__Exercise details__
Scan the records and identify every line in which the string "commit" occurs, then return those lines.

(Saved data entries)
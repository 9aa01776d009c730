//! Wiring between the terminal, the settings file and the chat engine.

use std::io::Write;
use std::sync::{Arc, Mutex, MutexGuard};

use parley_chat::{
    BoxFuture, CapabilityGate, ChatError, ChatMessage, ChatObserver, ConversationId,
    CredentialResolver, LocalChatStrategy, MessageId, ModelSelection, PersonaResolver, Role,
};
use parley_llm::create_token_source;
use parley_storage::SqliteStorage;
use snafu::ResultExt;

use super::error::{CliResult, TokenSourceSnafu};
use super::settings::SettingsStore;

/// The model comes from the live settings; usage limits are not enforced
/// locally.
pub struct SettingsGate {
    settings: Arc<SettingsStore>,
}

impl SettingsGate {
    pub fn new(settings: Arc<SettingsStore>) -> Self {
        Self { settings }
    }
}

impl CapabilityGate for SettingsGate {
    fn selected_model(&self) -> Option<ModelSelection> {
        self.settings.settings().model_selection()
    }

    fn can_send_message(&self) -> bool {
        true
    }
}

pub struct SettingsCredentials {
    settings: Arc<SettingsStore>,
}

impl SettingsCredentials {
    pub fn new(settings: Arc<SettingsStore>) -> Self {
        Self { settings }
    }
}

impl CredentialResolver for SettingsCredentials {
    fn resolve_api_key(&self, provider: String) -> BoxFuture<'_, Option<String>> {
        let settings = self.settings.settings();
        let api_key = (settings.provider_id == provider)
            .then(|| settings.api_key())
            .flatten();
        Box::pin(async move { api_key })
    }
}

pub struct SettingsPersonas {
    settings: Arc<SettingsStore>,
}

impl SettingsPersonas {
    pub fn new(settings: Arc<SettingsStore>) -> Self {
        Self { settings }
    }
}

impl PersonaResolver for SettingsPersonas {
    fn resolve_prompt(&self, persona_id: String) -> BoxFuture<'_, Option<String>> {
        let prompt = self.settings.settings().personas.get(&persona_id).cloned();
        Box::pin(async move { prompt })
    }
}

#[derive(Debug, Default)]
struct PrintedReply {
    message_id: Option<MessageId>,
    printed_len: usize,
    stopped: bool,
}

/// Prints each assistant reply incrementally as snapshots arrive.
pub struct TerminalObserver<W: Write + Send> {
    out: Mutex<W>,
    reply: Mutex<PrintedReply>,
}

impl TerminalObserver<std::io::Stdout> {
    pub fn stdout() -> Self {
        Self::new(std::io::stdout())
    }
}

impl<W: Write + Send> TerminalObserver<W> {
    pub fn new(out: W) -> Self {
        Self {
            out: Mutex::new(out),
            reply: Mutex::new(PrintedReply::default()),
        }
    }

    #[cfg(test)]
    fn into_inner(self) -> W {
        match self.out.into_inner() {
            Ok(out) => out,
            Err(poisoned) => poisoned.into_inner(),
        }
    }

    fn write(&self, text: &str) {
        let mut out = lock_unpoisoned(&self.out);
        if let Err(error) = out.write_all(text.as_bytes()).and_then(|()| out.flush()) {
            tracing::debug!(error = %error, "terminal write failed");
        }
    }
}

impl<W: Write + Send> ChatObserver for TerminalObserver<W> {
    fn on_messages_change(&self, messages: &[ChatMessage]) {
        let mut reply = lock_unpoisoned(&self.reply);
        let Some(last) = messages.last().filter(|message| message.role == Role::Assistant) else {
            *reply = PrintedReply::default();
            return;
        };

        let mut text = String::new();
        if reply.message_id.as_ref() != Some(&last.id) {
            *reply = PrintedReply {
                message_id: Some(last.id.clone()),
                ..PrintedReply::default()
            };
            text.push_str("assistant> ");
        }
        // An edit can shorten the reply; print nothing rather than slice badly.
        if let Some(delta) = last.content.get(reply.printed_len..) {
            text.push_str(delta);
            reply.printed_len = last.content.len();
        }
        reply.stopped = last.is_stopped();
        drop(reply);

        if !text.is_empty() {
            self.write(&text);
        }
    }

    fn on_streaming_state_change(&self, is_streaming: bool) {
        if is_streaming {
            return;
        }
        let stopped = lock_unpoisoned(&self.reply).stopped;
        self.write(if stopped { " [stopped]\n" } else { "\n" });
    }

    fn on_error(&self, error: &ChatError) {
        self.write(&format!("error: {error}\n"));
    }

    fn on_conversation_create(&self, conversation_id: &ConversationId) {
        self.write(&format!("saved as conversation {conversation_id}\n"));
    }
}

pub struct Session {
    pub settings: Arc<SettingsStore>,
    pub strategy: Arc<LocalChatStrategy>,
    pub storage: Option<Arc<SqliteStorage>>,
}

pub async fn open_session(
    settings: Arc<SettingsStore>,
    observer: Arc<dyn ChatObserver>,
) -> CliResult<Session> {
    let current = settings.settings();
    let source = create_token_source(current.to_provider_config()).context(TokenSourceSnafu {
        stage: "open-session-token-source",
    })?;

    let storage = match SqliteStorage::open(&current.database_path).await {
        Ok(storage) => Some(Arc::new(storage)),
        Err(error) => {
            tracing::warn!(
                database_path = %current.database_path,
                error = %error,
                "durable storage unavailable, saving is disabled"
            );
            None
        }
    };

    let mut strategy = LocalChatStrategy::new(
        source,
        Arc::new(SettingsGate::new(settings.clone())),
        Arc::new(SettingsCredentials::new(settings.clone())),
    )
    .with_persona_resolver(Arc::new(SettingsPersonas::new(settings.clone())))
    .with_observer(observer)
    .with_options(current.generation_options())
    .with_user_id(current.user_id.clone());
    if let Some(storage) = &storage {
        strategy = strategy.with_saver(storage.clone());
    }

    tracing::info!(
        provider = %current.provider_id,
        model = %current.model,
        config_path = %settings.config_path().display(),
        "session ready"
    );
    Ok(Session {
        settings,
        strategy: Arc::new(strategy),
        storage,
    })
}

fn lock_unpoisoned<T>(mutex: &Mutex<T>) -> MutexGuard<'_, T> {
    match mutex.lock() {
        Ok(guard) => guard,
        Err(poisoned) => poisoned.into_inner(),
    }
}
impl MessageBackend for SqliteStorage {
    fn list_messages(
        &self,
        conversation_id: ConversationId,
    ) -> BoxFuture<'_, StorageResult<Vec<DurableMessage>>> {
        Box::pin(async move {
            ensure!(
                self.conversation_exists(&conversation_id, "message-list-conversation")
                    .await?,
                NotFoundSnafu {
                    stage: "message-list",
                    entity: "conversation",
                    id: conversation_id.to_string(),
                }
            );

            let rows = sqlx::query_as::<_, MessageRow>(&format!(
                "SELECT {MESSAGE_COLUMNS} FROM messages WHERE conversation_id = ? ORDER BY seq ASC"
            ))
            .bind(conversation_id.as_str())
            .fetch_all(&self.pool)
            .await
            .context(SqliteQuerySnafu {
                stage: "message-list-query",
            })?;

            rows.into_iter().map(message_row_to_document).collect()
        })
    }

    fn append_message(
        &self,
        conversation_id: ConversationId,
        message: NewDurableMessage,
    ) -> BoxFuture<'_, StorageResult<DurableMessage>> {
        Box::pin(async move {
            ensure!(
                self.conversation_exists(&conversation_id, "message-append-conversation")
                    .await?,
                NotFoundSnafu {
                    stage: "message-append",
                    entity: "conversation",
                    id: conversation_id.to_string(),
                }
            );

            let message_id = MessageId::new_v7();
            let now = unix_timestamp_millis();
            let row = EncodedMessage::encode(message)?;
            let mut tx = self.pool.begin().await.context(SqliteQuerySnafu {
                stage: "message-append-begin",
            })?;

            let next_seq = sqlx::query_scalar::<_, i64>(
                "SELECT COALESCE(MAX(seq), 0) + 1 FROM messages WHERE conversation_id = ?",
            )
            .bind(conversation_id.as_str())
            .fetch_one(&mut *tx)
            .await
            .context(SqliteQuerySnafu {
                stage: "message-append-next-seq",
            })?;

            sqlx::query(
                "INSERT INTO messages (id, conversation_id, seq, role, content, reasoning, model, provider, parent_id, is_main_branch, status, attachments_json, citations_json, metadata_json, created_at) VALUES (?, ?, ?, ?, ?, ?, ?, ?, ?, ?, ?, ?, ?, ?, ?)",
            )
            .bind(message_id.as_str())
            .bind(conversation_id.as_str())
            .bind(next_seq)
            .bind(row.role)
            .bind(row.content)
            .bind(row.reasoning)
            .bind(row.model)
            .bind(row.provider)
            .bind(row.parent_id)
            .bind(row.is_main_branch)
            .bind(MessageStatus::Done.as_str())
            .bind(row.attachments_json)
            .bind(row.citations_json)
            .bind(row.metadata_json)
            .bind(row.created_at)
            .execute(&mut *tx)
            .await
            .context(SqliteQuerySnafu {
                stage: "message-append-insert",
            })?;

            sqlx::query("UPDATE conversations SET updated_at = ? WHERE id = ?")
                .bind(now)
                .bind(conversation_id.as_str())
                .execute(&mut *tx)
                .await
                .context(SqliteQuerySnafu {
                    stage: "message-append-touch-conversation",
                })?;

            tx.commit().await.context(SqliteQuerySnafu {
                stage: "message-append-commit",
            })?;

            self.fetch_message(&message_id).await
        })
    }

    fn update_message_content(
        &self,
        message_id: MessageId,
        content: String,
    ) -> BoxFuture<'_, StorageResult<()>> {
        Box::pin(async move {
            let result = sqlx::query("UPDATE messages SET content = ? WHERE id = ?")
                .bind(content)
                .bind(message_id.as_str())
                .execute(&self.pool)
                .await
                .context(SqliteQuerySnafu {
                    stage: "message-update-content",
                })?;

            ensure!(
                result.rows_affected() > 0,
                NotFoundSnafu {
                    stage: "message-update-content",
                    entity: "message",
                    id: message_id.to_string(),
                }
            );
            Ok(())
        })
    }

    fn delete_message(&self, message_id: MessageId) -> BoxFuture<'_, StorageResult<()>> {
        Box::pin(async move {
            let result = sqlx::query("DELETE FROM messages WHERE id = ?")
                .bind(message_id.as_str())
                .execute(&self.pool)
                .await
                .context(SqliteQuerySnafu {
                    stage: "message-delete",
                })?;

            ensure!(
                result.rows_affected() > 0,
                NotFoundSnafu {
                    stage: "message-delete",
                    entity: "message",
                    id: message_id.to_string(),
                }
            );
            Ok(())
        })
    }

    fn list_conversations(
        &self,
        user_id: String,
    ) -> BoxFuture<'_, StorageResult<Vec<ConversationRecord>>> {
        Box::pin(async move {
            let rows = sqlx::query_as::<_, ConversationRow>(
                "SELECT c.id, c.user_id, c.title, c.created_at, c.updated_at, COUNT(m.id) AS message_count FROM conversations c LEFT JOIN messages m ON m.conversation_id = c.id WHERE c.user_id = ? GROUP BY c.id ORDER BY c.updated_at DESC, c.id DESC",
            )
            .bind(user_id)
            .fetch_all(&self.pool)
            .await
            .context(SqliteQuerySnafu {
                stage: "conversation-list-query",
            })?;

            rows.into_iter().map(conversation_row_to_record).collect()
        })
    }
}

struct EncodedMessage {
    role: &'static str,
    content: String,
    reasoning: Option<String>,
    model: Option<String>,
    provider: Option<String>,
    parent_id: Option<String>,
    is_main_branch: bool,
    attachments_json: Option<String>,
    citations_json: Option<String>,
    metadata_json: Option<String>,
    created_at: i64,
}

impl EncodedMessage {
    fn encode(message: NewDurableMessage) -> StorageResult<Self> {
        Ok(Self {
            role: message.role.as_str(),
            attachments_json: encode_json_list(&message.attachments, "attachments")?,
            citations_json: encode_json_list(&message.citations, "citations")?,
            metadata_json: message
                .metadata
                .as_ref()
                .map(|metadata| {
                    serde_json::to_string(metadata).context(EncodeJsonSnafu {
                        stage: "encode-message-metadata",
                        field: "metadata",
                    })
                })
                .transpose()?,
            content: message.content,
            reasoning: message.reasoning,
            model: message.model,
            provider: message.provider,
            parent_id: message.parent_id.map(String::from),
            is_main_branch: message.is_main_branch.unwrap_or(true),
            created_at: message.created_at,
        })
    }
}
use parley_llm::ProviderError;
use snafu::Snafu;

use super::settings::SettingsError;

#[derive(Debug, Snafu)]
#[snafu(visibility(pub(crate)))]
pub enum CliError {
    #[snafu(display("could not create the token source on `{stage}`: {source}"))]
    TokenSource {
        stage: &'static str,
        source: ProviderError,
    },
    #[snafu(display("settings update failed on `{stage}`: {source}"))]
    Settings {
        stage: &'static str,
        source: SettingsError,
    },
    #[snafu(display("terminal I/O failed on `{stage}`: {source}"))]
    Terminal {
        stage: &'static str,
        source: std::io::Error,
    },
}

pub type CliResult<T> = Result<T, CliError>;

__Reply__
            tx.commit().await.context(SqliteQuerySnafu {
                stage: "message-append-commit",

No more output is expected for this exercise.